Noli foras ire , in teipsum redi, in interiore homine habitat veritas.

baylham

Citazione di: Alberto Knox il 22 Giugno 2025, 21:11:24 PM...
 Ma questa vita contiene un paradosso, per kierkeegard non è l'uomo che sceglie Dio ma è Dio che sceglie l uomo. Pertanto il senso ultimo della vita l'uomo lo troverà abbandonandosi a Dio e sarà Dio che guiderà l uomo a sè. Nei primi due stadi è l'uomo che sceglie di non scegliere (l esteta) e il secondo sceglie di scegliere la morale , si sceglie di essere fedeli alla moglie , si sceglie di essere morali , da Agostino a Kant la morale è una scelta!
la fede ha un altra prospettiva , non è neanche più moralità, non è scelta ma è essere scelti da Dio. la vicenda di Abramo che è metafora dell uomo Religioso parla propio di questo , quando Dio gli dice di uccidere il suo unico figlio Isacco e Abramo alza il pugnale contro di lui vi sembra  un azione morale? la morale implica di scegliere di essere un buon padre e amare tuo figlio ,educandolo amorevolemente,  non di ucciderlo. Ma ecco che Abramo si abbandona a Dio, non capisce il perchè del folle gesto richiesto da Dio. Abramo è andato oltre la morale che cosa ti dice la morale? di amare tuo figlio, Abramo uccide suo figlio.
 Dio lo ferma ma Abramo lo avrebbe fatto. Ecco che cos'è l uomo religioso , è un abbandono a Dio al di là del bene e del male e della morale . Questo episodio estremo Kiergaard lo coglie come esempio supremo di cosa voglia dire avere fede in Dio.  Essere uomo religioso è quindi per kierkaarg assolutamente una prospettiva radicale , totale, assoluta. Vi sembra esagerato? anche i discepoli di Gesù lo dissero e in quel frangenete la questione era acqua di rose in confronto a questa di Abramo.  "maestro le tue parole sono dure " E gesù cosa gli risponde? "volete andarvene anche voi? "
Dubito che per Kierkgaard la fede vada intesa come un abbandono a Dio.

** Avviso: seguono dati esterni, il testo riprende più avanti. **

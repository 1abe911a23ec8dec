use async_trait::async_trait;
use serde::Deserialize;

use careline_core::models::communication::Communication;

use crate::api::RecordClient;
use crate::error::ClientError;

/// HTTP client for the platform FHIR R4 endpoint.
pub struct FhirClient {
    http: reqwest::Client,
    base_url: String,
    token: Option<String>,
}

impl FhirClient {
    /// Create a client for the given base URL.
    pub fn new(base_url: &str) -> Self {
        Self {
            http: reqwest::Client::new(),
            base_url: base_url.trim_end_matches('/').to_string(),
            token: None,
        }
    }

    /// Attach a bearer token for authenticated requests.
    pub fn with_token(mut self, token: impl Into<String>) -> Self {
        self.token = Some(token.into());
        self
    }

    fn authorize(&self, req: reqwest::RequestBuilder) -> reqwest::RequestBuilder {
        match &self.token {
            Some(token) => req.bearer_auth(token),
            None => req,
        }
    }
}

/// A searchset bundle; only the parts the client reads.
#[derive(Deserialize)]
struct Bundle {
    #[serde(default)]
    entry: Vec<BundleEntry>,
}

#[derive(Deserialize)]
struct BundleEntry {
    resource: Option<Communication>,
}

#[async_trait]
impl RecordClient for FhirClient {
    async fn search(
        &self,
        resource_type: &str,
        query: &str,
    ) -> Result<Vec<Communication>, ClientError> {
        let url = format!("{}/fhir/R4/{resource_type}?{query}", self.base_url);
        let response = self.authorize(self.http.get(&url)).send().await?;

        let status = response.status();
        if !status.is_success() {
            let body = response.text().await.unwrap_or_default();
            return Err(ClientError::Api {
                status: status.as_u16(),
                body,
            });
        }

        let bundle: Bundle = response.json().await?;
        Ok(bundle
            .entry
            .into_iter()
            .filter_map(|entry| entry.resource)
            .collect())
    }

    async fn create(&self, resource: Communication) -> Result<Communication, ClientError> {
        let url = format!("{}/fhir/R4/{}", self.base_url, resource.resource_type);
        let response = self
            .authorize(self.http.post(&url))
            .json(&resource)
            .send()
            .await?;

        let status = response.status();
        if !status.is_success() {
            let body = response.text().await.unwrap_or_default();
            return Err(ClientError::Api {
                status: status.as_u16(),
                body,
            });
        }

        Ok(response.json().await?)
    }
}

Comunque, secondo me, il personaggio (romanzesco) Abramo non è affatto andato oltre la morale, ha espresso semplicemente una morale, che piace ai religiosi, ma personalmente rifiuto: l'unica scelta dignitosa di fronte alla "prova di Dio" è la disobbedienza.

Questo racconto di Abramo conferma che i religiosi siano particolarmente dediti a diffamare Dio, fatto ad immagine dell'uomo religioso, altro che "rapporto diretto assoluto con l'Assoluto".